=== Required action ===
Among the entries that follow, find every line with the word "operation" and copy it.

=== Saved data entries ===
Segment Open

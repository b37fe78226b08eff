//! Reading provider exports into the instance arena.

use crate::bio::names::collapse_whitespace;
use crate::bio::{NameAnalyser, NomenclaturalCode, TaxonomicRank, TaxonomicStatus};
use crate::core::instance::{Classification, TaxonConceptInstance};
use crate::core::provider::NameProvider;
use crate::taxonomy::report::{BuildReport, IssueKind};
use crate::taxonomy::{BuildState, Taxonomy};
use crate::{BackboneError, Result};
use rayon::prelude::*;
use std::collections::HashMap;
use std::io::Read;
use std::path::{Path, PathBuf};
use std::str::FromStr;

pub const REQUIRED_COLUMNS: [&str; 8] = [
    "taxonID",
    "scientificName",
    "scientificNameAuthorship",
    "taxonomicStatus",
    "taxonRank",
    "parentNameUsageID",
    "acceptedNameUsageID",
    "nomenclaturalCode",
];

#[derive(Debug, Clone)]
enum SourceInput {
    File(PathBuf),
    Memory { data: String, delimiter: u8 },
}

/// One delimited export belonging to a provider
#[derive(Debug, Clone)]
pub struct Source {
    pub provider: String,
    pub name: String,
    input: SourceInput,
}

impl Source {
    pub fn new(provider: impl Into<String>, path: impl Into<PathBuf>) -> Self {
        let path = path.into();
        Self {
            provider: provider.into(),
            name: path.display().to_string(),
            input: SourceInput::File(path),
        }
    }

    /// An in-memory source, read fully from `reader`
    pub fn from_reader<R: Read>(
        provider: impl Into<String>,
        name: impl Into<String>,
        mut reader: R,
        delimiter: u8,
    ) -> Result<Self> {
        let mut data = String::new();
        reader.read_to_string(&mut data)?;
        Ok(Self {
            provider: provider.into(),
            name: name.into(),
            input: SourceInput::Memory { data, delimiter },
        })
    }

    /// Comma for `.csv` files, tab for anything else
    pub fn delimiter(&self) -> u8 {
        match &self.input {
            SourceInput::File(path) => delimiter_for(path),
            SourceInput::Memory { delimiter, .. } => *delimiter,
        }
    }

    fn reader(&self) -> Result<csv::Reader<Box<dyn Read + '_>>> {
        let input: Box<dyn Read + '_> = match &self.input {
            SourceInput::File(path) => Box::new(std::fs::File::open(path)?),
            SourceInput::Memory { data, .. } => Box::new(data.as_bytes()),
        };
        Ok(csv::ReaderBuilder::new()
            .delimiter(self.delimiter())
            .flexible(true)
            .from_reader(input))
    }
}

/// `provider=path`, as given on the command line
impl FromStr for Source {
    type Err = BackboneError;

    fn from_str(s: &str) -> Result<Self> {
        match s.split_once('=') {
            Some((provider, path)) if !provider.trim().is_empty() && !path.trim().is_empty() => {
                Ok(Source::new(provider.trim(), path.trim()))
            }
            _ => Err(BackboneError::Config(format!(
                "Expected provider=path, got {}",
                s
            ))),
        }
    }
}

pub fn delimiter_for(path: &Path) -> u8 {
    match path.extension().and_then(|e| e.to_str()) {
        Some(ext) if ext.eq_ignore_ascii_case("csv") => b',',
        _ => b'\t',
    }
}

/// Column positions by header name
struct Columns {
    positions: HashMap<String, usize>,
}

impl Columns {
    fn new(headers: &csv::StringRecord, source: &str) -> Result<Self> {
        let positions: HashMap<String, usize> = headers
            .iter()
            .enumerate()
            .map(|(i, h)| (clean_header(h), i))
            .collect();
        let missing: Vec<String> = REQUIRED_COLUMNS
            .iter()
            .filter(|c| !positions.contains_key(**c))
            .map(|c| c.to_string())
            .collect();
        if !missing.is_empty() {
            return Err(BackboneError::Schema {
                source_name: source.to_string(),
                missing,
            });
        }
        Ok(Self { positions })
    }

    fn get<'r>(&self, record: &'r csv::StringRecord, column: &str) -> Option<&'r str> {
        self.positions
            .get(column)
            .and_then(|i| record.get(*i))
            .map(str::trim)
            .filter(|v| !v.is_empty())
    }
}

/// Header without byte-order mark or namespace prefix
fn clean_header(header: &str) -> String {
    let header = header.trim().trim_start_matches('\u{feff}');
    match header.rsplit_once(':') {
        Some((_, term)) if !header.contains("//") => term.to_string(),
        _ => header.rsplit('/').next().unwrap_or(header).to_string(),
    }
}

Segment Closed
Segment Open

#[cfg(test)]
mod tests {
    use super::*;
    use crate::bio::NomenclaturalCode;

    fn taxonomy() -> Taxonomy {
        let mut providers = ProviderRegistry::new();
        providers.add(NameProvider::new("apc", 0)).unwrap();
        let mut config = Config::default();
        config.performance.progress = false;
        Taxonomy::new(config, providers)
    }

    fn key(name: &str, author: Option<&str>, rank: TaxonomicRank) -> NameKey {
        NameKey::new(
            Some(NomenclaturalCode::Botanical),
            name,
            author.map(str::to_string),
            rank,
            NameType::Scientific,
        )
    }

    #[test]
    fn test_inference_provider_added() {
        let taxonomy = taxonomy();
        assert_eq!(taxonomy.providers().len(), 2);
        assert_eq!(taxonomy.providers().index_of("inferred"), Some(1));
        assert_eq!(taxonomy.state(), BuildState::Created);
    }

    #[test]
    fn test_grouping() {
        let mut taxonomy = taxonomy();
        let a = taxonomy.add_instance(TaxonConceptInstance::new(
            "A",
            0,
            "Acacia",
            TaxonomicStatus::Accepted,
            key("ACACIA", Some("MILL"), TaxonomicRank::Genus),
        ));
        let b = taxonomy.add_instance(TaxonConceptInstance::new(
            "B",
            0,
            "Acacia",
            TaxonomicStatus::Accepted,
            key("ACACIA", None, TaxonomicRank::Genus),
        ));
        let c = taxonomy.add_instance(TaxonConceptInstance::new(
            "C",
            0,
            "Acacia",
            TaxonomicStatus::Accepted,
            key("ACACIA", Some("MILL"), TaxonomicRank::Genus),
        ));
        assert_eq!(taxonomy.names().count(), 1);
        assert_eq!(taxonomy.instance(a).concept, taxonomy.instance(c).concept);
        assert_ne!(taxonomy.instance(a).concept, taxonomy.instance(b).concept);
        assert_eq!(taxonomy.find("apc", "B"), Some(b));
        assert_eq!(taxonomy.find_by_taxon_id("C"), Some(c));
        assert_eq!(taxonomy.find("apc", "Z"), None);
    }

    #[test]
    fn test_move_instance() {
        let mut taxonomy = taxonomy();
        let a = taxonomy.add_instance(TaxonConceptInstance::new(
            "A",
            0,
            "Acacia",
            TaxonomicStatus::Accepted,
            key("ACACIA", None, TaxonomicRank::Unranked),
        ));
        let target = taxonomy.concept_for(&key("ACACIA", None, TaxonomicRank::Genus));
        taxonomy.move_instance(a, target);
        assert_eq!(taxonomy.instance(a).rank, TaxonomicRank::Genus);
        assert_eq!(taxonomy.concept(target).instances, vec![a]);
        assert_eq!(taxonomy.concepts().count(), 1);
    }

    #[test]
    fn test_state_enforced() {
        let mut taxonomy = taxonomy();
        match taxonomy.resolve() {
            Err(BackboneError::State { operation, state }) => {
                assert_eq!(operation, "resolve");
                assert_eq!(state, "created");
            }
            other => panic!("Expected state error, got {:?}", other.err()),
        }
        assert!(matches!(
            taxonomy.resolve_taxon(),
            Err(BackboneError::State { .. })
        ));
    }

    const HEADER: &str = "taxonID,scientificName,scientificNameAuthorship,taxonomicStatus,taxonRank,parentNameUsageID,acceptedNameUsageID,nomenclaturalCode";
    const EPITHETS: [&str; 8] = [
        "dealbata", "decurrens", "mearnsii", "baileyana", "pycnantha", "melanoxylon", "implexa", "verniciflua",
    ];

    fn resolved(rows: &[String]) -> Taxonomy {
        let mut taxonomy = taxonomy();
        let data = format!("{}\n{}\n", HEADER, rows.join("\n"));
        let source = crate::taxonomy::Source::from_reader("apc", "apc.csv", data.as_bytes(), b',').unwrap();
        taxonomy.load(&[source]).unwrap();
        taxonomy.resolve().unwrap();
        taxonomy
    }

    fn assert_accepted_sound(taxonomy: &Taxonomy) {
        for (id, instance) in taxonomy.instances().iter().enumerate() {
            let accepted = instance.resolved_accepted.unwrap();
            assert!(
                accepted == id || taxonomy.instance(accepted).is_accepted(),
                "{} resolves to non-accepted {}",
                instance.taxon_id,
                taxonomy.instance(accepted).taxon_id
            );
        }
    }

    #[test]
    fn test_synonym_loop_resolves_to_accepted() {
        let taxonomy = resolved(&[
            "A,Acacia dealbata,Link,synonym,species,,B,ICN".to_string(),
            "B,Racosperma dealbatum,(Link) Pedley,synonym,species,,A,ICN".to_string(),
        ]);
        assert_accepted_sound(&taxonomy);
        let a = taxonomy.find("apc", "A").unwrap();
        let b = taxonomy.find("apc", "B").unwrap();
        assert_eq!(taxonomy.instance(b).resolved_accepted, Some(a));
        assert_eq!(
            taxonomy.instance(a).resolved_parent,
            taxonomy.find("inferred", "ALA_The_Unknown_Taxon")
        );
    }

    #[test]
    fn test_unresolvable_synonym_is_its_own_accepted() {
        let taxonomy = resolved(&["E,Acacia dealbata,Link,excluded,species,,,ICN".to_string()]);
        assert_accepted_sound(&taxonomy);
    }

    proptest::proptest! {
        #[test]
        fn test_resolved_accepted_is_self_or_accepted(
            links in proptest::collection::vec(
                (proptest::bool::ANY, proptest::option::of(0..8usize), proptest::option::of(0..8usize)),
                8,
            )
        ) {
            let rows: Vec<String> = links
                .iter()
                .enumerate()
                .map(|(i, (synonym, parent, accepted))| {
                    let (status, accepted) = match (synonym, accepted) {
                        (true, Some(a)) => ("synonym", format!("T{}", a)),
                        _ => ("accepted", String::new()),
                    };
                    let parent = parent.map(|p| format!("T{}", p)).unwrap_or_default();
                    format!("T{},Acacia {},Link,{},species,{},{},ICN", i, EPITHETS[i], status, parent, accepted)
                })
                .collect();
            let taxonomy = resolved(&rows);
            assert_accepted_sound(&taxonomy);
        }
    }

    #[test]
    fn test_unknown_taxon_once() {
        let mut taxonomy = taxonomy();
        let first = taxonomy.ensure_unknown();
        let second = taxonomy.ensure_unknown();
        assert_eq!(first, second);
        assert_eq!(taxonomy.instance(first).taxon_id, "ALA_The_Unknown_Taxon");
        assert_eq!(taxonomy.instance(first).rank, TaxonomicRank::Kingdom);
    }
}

Segment Closed

=== Exercise output ===
            Err(BackboneError::State { operation, state }) => {
                assert_eq!(operation, "resolve");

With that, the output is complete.